LA COMÉDIENNE : Tu débordes de la fiction ! C’est pas réel, tout ça ! C’est de la littérature. Jeanne-Mance Delisle parle d’immolation, de sacrifice… Tu penses pas que les personnages existent pour être sacrifiés à notre place ? Pour qu’on ait accès, au moins un peu, au sacré sans se brûler ? […]
LA POÈTE : On a toujours fait des sacrifices humains pour calmer les dieux.
L’ÉCRIVAINE : Cette fois, c’est la fiction qui déborde. Comme dans la vraie vie, les victimes crient leur douleur. Les personnages, soumis à leurs histoires glauques, en ont assez. Faut les libérer. […] Moi, j’en peux pus des sacrifiés.
Ce texte théâtral n’est pas un hommage. Ce texte théâtral n’est même pas une pièce de théâtre.

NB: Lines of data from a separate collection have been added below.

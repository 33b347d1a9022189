//! Runs a workflow in-process: loads the YAML file with the CLI's builtin
//! registries (`crate::registry`), attaches a `FileCheckpointStorage` rooted
//! next to the workflow file, and drives a `skein::Runner` directly.

use std::path::{Path, PathBuf};
use std::sync::Arc;

use async_trait::async_trait;
use serde_json::Value;
use skein::{Checkpoint, CheckpointStorage, FileCheckpointStorage, Runner, WorkflowError};

use super::{BackendError, EventSink, RunBackend, RunOutcome};
use crate::registry;

pub struct LocalBackend {
    pub max_parallelism: Option<usize>,
}

impl LocalBackend {
    pub fn new() -> Self {
        Self { max_parallelism: None }
    }

    pub fn checkpoint_dir(workflow_path: &Path) -> PathBuf {
        let dir = workflow_path.parent().unwrap_or_else(|| Path::new("."));
        let stem = workflow_path.file_stem().map(|s| s.to_string_lossy().to_string()).unwrap_or_default();
        dir.join(format!(".{stem}-checkpoints"))
    }

    fn load(&self, workflow_path: &Path) -> Result<(Arc<skein::Workflow>, Arc<FileCheckpointStorage>), BackendError> {
        let loader = skein::Loader::new(registry::default_agents(), registry::default_functions(), registry::default_selectors());
        let loaded = loader.load_file(workflow_path)?;
        let storage = Arc::new(FileCheckpointStorage::new(Self::checkpoint_dir(workflow_path)));
        let builder = loaded.builder.checkpoint_storage(storage.clone());
        let workflow = builder.build()?;
        Ok((Arc::new(workflow), storage))
    }

    fn make_runner(&self, workflow: Arc<skein::Workflow>) -> Arc<Runner> {
        let mut runner = Runner::new(workflow);
        if let Some(n) = self.max_parallelism {
            runner = runner.with_max_parallelism(n);
        }
        Arc::new(runner)
    }

    /// Polls `runner`'s event bus alongside `driver`, calling `on_event` as
    /// each event is published, until `driver` resolves.
    async fn drain<F>(runner: Arc<Runner>, driver: F, on_event: EventSink<'_>) -> Result<RunOutcome, BackendError>
    where
        F: std::future::Future<Output = Result<skein::RunResult, WorkflowError>>,
    {
        let mut subscriber = Box::pin(runner.event_bus().subscribe());
        tokio::pin!(driver);
        let run_result = loop {
            tokio::select! {
                biased;
                result = &mut driver => break result?,
                Some(event) = futures::StreamExt::next(&mut subscriber) => {
                    on_event(&event);
                }
            }
        };
        Ok(RunOutcome {
            outputs: run_result.outputs,
            final_state: Some(format!("{:?}", run_result.final_state)),
        })
    }
}

#[async_trait(?Send)]
impl RunBackend for LocalBackend {
    async fn run(&self, workflow_path: &Path, input: Value, on_event: EventSink<'_>) -> Result<RunOutcome, BackendError> {
        let (workflow, _storage) = self.load(workflow_path)?;
        let runner = self.make_runner(workflow);
        let driver_runner = runner.clone();
        Self::drain(runner, async move { driver_runner.run(input).await }, on_event).await
    }

    async fn resume(&self, workflow_path: &Path, checkpoint_id: &str, on_event: EventSink<'_>) -> Result<RunOutcome, BackendError> {
        let (workflow, storage) = self.load(workflow_path)?;
        let checkpoint: Checkpoint = storage
            .load(checkpoint_id)
            .await?
            .ok_or_else(|| BackendError::UnknownCheckpoint(checkpoint_id.to_string()))?;
        let runner = self.make_runner(workflow);
        let driver_runner = runner.clone();
        Self::drain(runner, async move { driver_runner.resume_from_checkpoint(checkpoint).await }, on_event).await
    }

    async fn list_checkpoints(&self, workflow_path: &Path) -> Result<Vec<skein::CheckpointSummary>, BackendError> {
        let (_workflow, storage) = self.load(workflow_path)?;
        let summaries = storage.list().await?;
        Ok(summaries)
    }
}
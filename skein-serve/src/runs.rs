//! `POST /runs`, `POST /runs/:run_id/responses`, and checkpoint listing/resume:
//! the HTTP+SSE surface a caller drives a `Workflow` instance through, streaming
//! `skein::Event`s over Server-Sent Events instead of raw text deltas.

use std::convert::Infallible;
use std::pin::Pin;
use std::task::{Context as TaskContext, Poll};

use axum::extract::{Path, State};
use axum::response::sse::{Event as SseEvent, KeepAlive, Sse};
use axum::Json;
use futures::{Stream, StreamExt};
use serde::{Deserialize, Serialize};
use serde_json::Value;
use skein::{Checkpoint, CheckpointSummary, Event, ExternalInputResponse, RunResult, Runner, WorkflowError};
use tokio::sync::mpsc;
use tokio_stream::wrappers::ReceiverStream;

use crate::app::AppState;
use crate::error::ApiError;

#[derive(Deserialize)]
pub struct StartRunRequest {
    pub run_id: Option<String>,
    pub input: Value,
}

#[derive(Serialize)]
pub struct AcceptedResponse {
    pub accepted: bool,
}

/// Wraps an event stream so the run is deregistered from `AppState::runs`
/// the moment the stream is dropped (client disconnect, completion, or
/// cancellation all go through the same path).
struct RunGuardStream<S> {
    inner: S,
    run_id: String,
    state: AppState,
}

impl<S: Stream + Unpin> Stream for RunGuardStream<S> {
    type Item = S::Item;

    fn poll_next(mut self: Pin<&mut Self>, cx: &mut TaskContext<'_>) -> Poll<Option<Self::Item>> {
        Pin::new(&mut self.inner).poll_next(cx)
    }
}

impl<S> Drop for RunGuardStream<S> {
    fn drop(&mut self) {
        self.state.runs.remove(&self.run_id);
    }
}

fn event_kind(event: &Event) -> &'static str {
    match event {
        Event::ExecutorInvoked { .. } => "executor_invoked",
        Event::ExecutorCompleted { .. } => "executor_completed",
        Event::ExecutorFailed { .. } => "executor_failed",
        Event::AgentRunUpdate { .. } => "agent_run_update",
        Event::WorkflowOutput { .. } => "workflow_output",
        Event::WorkflowStatus { .. } => "workflow_status",
        Event::RequestInfo { .. } => "request_info",
        Event::CheckpointCreated { .. } => "checkpoint_created",
    }
}

fn to_sse(event: Event) -> Result<SseEvent, Infallible> {
    Ok(SseEvent::default()
        .event(event_kind(&event))
        .json_data(&event)
        .unwrap_or_else(|err| SseEvent::default().event("encode_error").data(err.to_string())))
}

/// Spawns `driver` alongside a subscription to `runner`'s event bus, relaying
/// every published event until `driver` resolves. Used for both a fresh run
/// (`Runner::run`) and a checkpoint resume (`Runner::resume_from_checkpoint`),
/// neither of which exposes its own streaming variant for the terminal form.
fn stream_events<F>(runner: std::sync::Arc<Runner>, driver: F) -> impl Stream<Item = Event>
where
    F: std::future::Future<Output = Result<RunResult, WorkflowError>> + Send + 'static,
{
    let (tx, rx) = mpsc::channel(256);
    tokio::spawn(async move {
        let mut subscriber = Box::pin(runner.event_bus().subscribe());
        tokio::pin!(driver);
        loop {
            tokio::select! {
                biased;
                result = &mut driver => {
                    let _ = result;
                    break;
                }
                Some(event) = futures::StreamExt::next(&mut subscriber) => {
                    if tx.send(event).await.is_err() {
                        break;
                    }
                }
            }
        }
    });
    ReceiverStream::new(rx)
}

/// `POST /runs` — starts a fresh `Runner` over the server's bound `Workflow`
/// and streams its event bus back as `text/event-stream`. The run is
/// registered under `run_id` for the duration of the stream so a suspended
/// `request_input` call can be answered via `POST /runs/:run_id/responses`.
pub async fn start_run(
    State(state): State<AppState>,
    Json(body): Json<StartRunRequest>,
) -> Sse<impl Stream<Item = Result<SseEvent, Infallible>>> {
    let run_id = body.run_id.unwrap_or_else(|| skein::uuid6::uuid6().to_string());
    let runner = std::sync::Arc::new(Runner::new(state.workflow.clone()));
    state.runs.insert(run_id.clone(), runner.clone());

    let driver_runner = runner.clone();
    let input = body.input;
    let raw = stream_events(runner, async move { driver_runner.run(input).await });
    let guarded = RunGuardStream { inner: Box::pin(raw), run_id, state };
    Sse::new(guarded.map(to_sse)).keep_alive(KeepAlive::default())
}

/// `POST /runs/:run_id/responses` — delivers a caller-supplied
/// `ExternalInputResponse` to a handler suspended in `request_input` on the
/// still-streaming run identified by `run_id`.
pub async fn respond_to_run(
    State(state): State<AppState>,
    Path(run_id): Path<String>,
    Json(response): Json<ExternalInputResponse>,
) -> Result<Json<AcceptedResponse>, ApiError> {
    let runner = state
        .runs
        .get(&run_id)
        .map(|entry| entry.value().clone())
        .ok_or_else(|| ApiError::UnknownRun(run_id.clone()))?;
    runner.send_response(response).await?;
    Ok(Json(AcceptedResponse { accepted: true }))
}

/// `GET /checkpoints` — lists every checkpoint saved under the workflow's
/// bound `CheckpointStorage`, most recent last (storage-defined order).
pub async fn list_checkpoints(
    State(state): State<AppState>,
) -> Result<Json<Vec<CheckpointSummary>>, ApiError> {
    let storage = state.workflow.checkpoint_storage().ok_or(ApiError::NoCheckpointStorage)?;
    let summaries = storage.list().await?;
    Ok(Json(summaries))
}

/// `POST /checkpoints/:checkpoint_id/resume` — loads the named checkpoint,
/// fails fast with `GraphMismatch` if the workflow changed since it was
/// taken, and otherwise streams the resumed run the same way `/runs` does.
pub async fn resume_checkpoint(
    State(state): State<AppState>,
    Path(checkpoint_id): Path<String>,
) -> Result<Sse<impl Stream<Item = Result<SseEvent, Infallible>>>, ApiError> {
    let storage = state.workflow.checkpoint_storage().ok_or(ApiError::NoCheckpointStorage)?;
    let checkpoint: Checkpoint = storage
        .load(&checkpoint_id)
        .await?
        .ok_or_else(|| ApiError::UnknownCheckpoint(checkpoint_id.clone()))?;

    let run_id = checkpoint_id.clone();
    let runner = std::sync::Arc::new(Runner::new(state.workflow.clone()));
    state.runs.insert(run_id.clone(), runner.clone());

    let driver_runner = runner.clone();
    let raw = stream_events(runner, async move { driver_runner.resume_from_checkpoint(checkpoint).await });
    let guarded = RunGuardStream { inner: Box::pin(raw), run_id, state };
    Ok(Sse::new(guarded.map(to_sse)).keep_alive(KeepAlive::default()))
}
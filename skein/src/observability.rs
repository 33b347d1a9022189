//! Structured logging for run execution: free functions emitting
//! per-executor, per-step events on a `Runner`.

use crate::error::WorkflowError;

pub fn log_run_start(workflow_id: &str) {
    tracing::info!(workflow_id, "starting workflow run");
}

pub fn log_run_complete(workflow_id: &str, step_count: u64) {
    tracing::info!(workflow_id, step_count, "workflow run complete");
}

pub fn log_run_cancelled(workflow_id: &str, step_count: u64) {
    tracing::warn!(workflow_id, step_count, "workflow run cancelled");
}

pub fn log_run_error(workflow_id: &str, error: &WorkflowError) {
    tracing::error!(workflow_id, error_tag = error.error_tag(), %error, "workflow run failed");
}

pub fn log_executor_invoked(executor_id: &str, message_type: &str) {
    tracing::debug!(executor_id, message_type, "dispatching to executor");
}

pub fn log_executor_completed(executor_id: &str) {
    tracing::debug!(executor_id, "executor completed");
}

pub fn log_executor_failed(executor_id: &str, error: &WorkflowError) {
    tracing::warn!(executor_id, error_tag = error.error_tag(), %error, "executor failed");
}

pub fn log_checkpoint_created(checkpoint_id: &str, step: u64) {
    tracing::info!(checkpoint_id, step, "checkpoint created");
}

#[cfg(test)]
mod tests {
    use super::*;

    #[test]
    fn logging_helpers_do_not_panic() {
        log_run_start("wf-1");
        log_run_complete("wf-1", 3);
        log_run_cancelled("wf-1", 2);
        log_executor_invoked("a", "String");
        log_executor_completed("a");
        log_executor_failed("a", &WorkflowError::internal("boom"));
        log_run_error("wf-1", &WorkflowError::IterationCap(10));
        log_checkpoint_created("ckpt-1", 4);
    }
}
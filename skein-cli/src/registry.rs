//! Default name bindings handed to [`skein::loader::Loader`] when running a
//! YAML workflow from the CLI. The CLI has no concrete model-provider client
//! (those are external collaborators) so `agent` nodes resolve against a
//! [`skein::MockChatClient`] unless the workflow only uses `function`/
//! `sub-workflow`/`request-info` nodes. A small set of pure string functions
//! is registered so sample workflows have something to call without writing
//! Rust.

use std::sync::Arc;

use skein::chat_client::MockChatClient;
use skein::loader::{MapAgentRegistry, MapFunctionRegistry, MapSelectorRegistry};
use skein::ChatClient;

pub fn default_agents() -> Arc<MapAgentRegistry> {
    let mock: Arc<dyn ChatClient> = Arc::new(MockChatClient::text("mock response"));
    Arc::new(MapAgentRegistry::new().with_chat_client("mock", mock))
}

pub fn default_functions() -> Arc<MapFunctionRegistry> {
    Arc::new(
        MapFunctionRegistry::new()
            .with_function("uppercase", |v: serde_json::Value| async move {
                Ok(serde_json::Value::String(v.as_str().unwrap_or_default().to_uppercase()))
            })
            .with_function("reverse", |v: serde_json::Value| async move {
                Ok(serde_json::Value::String(v.as_str().unwrap_or_default().chars().rev().collect()))
            })
            .with_function("identity", |v: serde_json::Value| async move { Ok(v) }),
    )
}

pub fn default_selectors() -> Arc<MapSelectorRegistry> {
    Arc::new(MapSelectorRegistry::new())
}
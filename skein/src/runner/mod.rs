//! The step-loop scheduler: drains waves of ready messages across executor
//! mailbox tasks, bounded by a `Semaphore`, collected with a `JoinSet`.
//! Drives a multi-executor message-passing graph, rather than a single-state
//! invoke loop.

use std::collections::{HashMap, VecDeque};
use std::sync::atomic::{AtomicU64, Ordering};
use std::sync::Arc;

use futures::stream::Stream;
use tokio::sync::{mpsc, Semaphore};
use tokio::task::JoinSet;
use tokio_stream::wrappers::ReceiverStream;
use tokio_util::sync::CancellationToken;

use crate::checkpoint::{Checkpoint, PendingMessage};
use crate::edge::Edge;
use crate::error::WorkflowError;
use crate::event::{Event, WorkflowState};
use crate::event_bus::EventBus;
use crate::executor::{Context, Outgoing};
use crate::message::Message;
use crate::request_info::{CorrelationTable, ExternalInputResponse};
use crate::workflow::Workflow;

const DEFAULT_MAX_PARALLELISM: usize = 64;

/// A queued delivery: a message destined for one executor.
struct Queued {
    destination: String,
    message: Message,
}

/// Outcome of `Runner::run`: every `WorkflowOutput` payload yielded during
/// the run, plus the final lifecycle state.
pub struct RunResult {
    pub outputs: Vec<serde_json::Value>,
    pub final_state: WorkflowState,
}

/// Drives one workflow instance: owns the pending queue, the correlation
/// table, and the event bus consumers read from.
pub struct Runner {
    workflow: Arc<Workflow>,
    event_bus: Arc<EventBus>,
    correlation: Arc<CorrelationTable>,
    cancellation: CancellationToken,
    max_parallelism: usize,
    step: Arc<AtomicU64>,
    fan_in_buffers: std::sync::Mutex<HashMap<String, HashMap<String, VecDeque<Message>>>>,
}
//! Workflow error taxonomy.
//!
//! One enum, one `error_tag()` accessor, matching the tag table used when an
//! error is surfaced onto the event stream as `ExecutorFailed`.

use thiserror::Error;

/// Errors raised by the workflow runtime (builder, runner, checkpoint layer).
#[derive(Debug, Error)]
pub enum WorkflowError {
    /// A user handler returned `Err`.
    #[error("handler error in {executor_id}: {source}")]
    Handler {
        executor_id: String,
        #[source]
        source: Box<dyn std::error::Error + Send + Sync>,
    },

    /// Graph or declarative spec failed validation; the workflow never runs.
    #[error("validation error: {0}")]
    Validation(#[from] crate::workflow::ValidationError),

    /// Checkpoint's graph hash does not match the current graph.
    #[error("graph hash mismatch: checkpoint was taken against {expected:x}, current graph is {actual:x}")]
    GraphMismatch { expected: u64, actual: u64 },

    /// No handler matched a message type and `strict_mode` is enabled.
    #[error("no handler for message type {0} (strict mode)")]
    UnknownMessage(String),

    /// `max_iterations` exceeded.
    #[error("iteration cap of {0} exceeded")]
    IterationCap(usize),

    /// Caller cancelled the run (or imposed an external-input timeout).
    #[error("run cancelled")]
    Cancelled,

    /// Underlying chat-client call failed inside an agent executor.
    #[error("chat client error: {0}")]
    ChatClient(String),

    /// A HITL approval request was denied.
    #[error("tool approval denied for {0}")]
    ToolApprovalDenied(String),

    /// State could not be (de)serialized for a checkpoint.
    #[error("serialization error: {0}")]
    Serialization(String),

    /// An `ExternalInputResponse` arrived for a request id with no matching entry.
    #[error("no pending request for correlation id {0}")]
    UnknownRequestId(String),

    /// Checkpoint storage failed (I/O, SQLite, etc).
    #[error("checkpoint storage error: {0}")]
    Storage(String),

    /// The declarative YAML loader rejected a spec (parse error, unknown
    /// registry name, duplicate node id, unresolved sub-workflow cycle).
    #[error("loader error: {0}")]
    Loader(#[from] crate::loader::LoaderError),

    /// Catch-all for invariants that should not be reachable through the public API.
    #[error("internal error: {0}")]
    Internal(String),
}

impl WorkflowError {
    pub fn handler(executor_id: impl Into<String>, source: impl std::error::Error + Send + Sync + 'static) -> Self {
        Self::Handler {
            executor_id: executor_id.into(),
            source: Box::new(source),
        }
    }

    pub fn internal(message: impl Into<String>) -> Self {
        Self::Internal(message.into())
    }

    /// Stable tag used when this error is serialized onto the event stream.
    pub fn error_tag(&self) -> &'static str {
        match self {
            WorkflowError::Handler { .. } => "HandlerError",
            WorkflowError::Validation(_) => "ValidationError",
            WorkflowError::GraphMismatch { .. } => "GraphMismatch",
            WorkflowError::UnknownMessage(_) => "UnknownMessage",
            WorkflowError::IterationCap(_) => "IterationCap",
            WorkflowError::Cancelled => "ExternalInputTimeout",
            WorkflowError::ChatClient(_) => "ChatClientError",
            WorkflowError::ToolApprovalDenied(_) => "ToolApprovalDenied",
            WorkflowError::Serialization(_) => "SerializationError",
            WorkflowError::UnknownRequestId(_) => "HandlerError",
            WorkflowError::Storage(_) => "SerializationError",
            WorkflowError::Loader(_) => "LoaderError",
            WorkflowError::Internal(_) => "HandlerError",
        }
    }
}

#[cfg(test)]
mod tests {
    use super::*;

    #[test]
    fn error_tag_matches_taxonomy_table() {
        assert_eq!(WorkflowError::IterationCap(10).error_tag(), "IterationCap");
        assert_eq!(
            WorkflowError::GraphMismatch { expected: 1, actual: 2 }.error_tag(),
            "GraphMismatch"
        );
        assert_eq!(WorkflowError::Cancelled.error_tag(), "ExternalInputTimeout");
    }

    #[test]
    fn handler_error_display_includes_executor_id() {
        let err = WorkflowError::handler("echo", std::io::Error::new(std::io::ErrorKind::Other, "boom"));
        assert!(err.to_string().contains("echo"));
    }
}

Je ne suis pas habitué de lire du théâtre, alors j’ai trouvé que c’était un peu difficile à suivre. Une critique de l’ouvrage de Jeanne-Mance Delisle très bien amenée. Le thème de l’inceste est au cœur de ce récit tout comme il a été au cœur de plusieurs familles québécoises durant beaucoup trop d’années.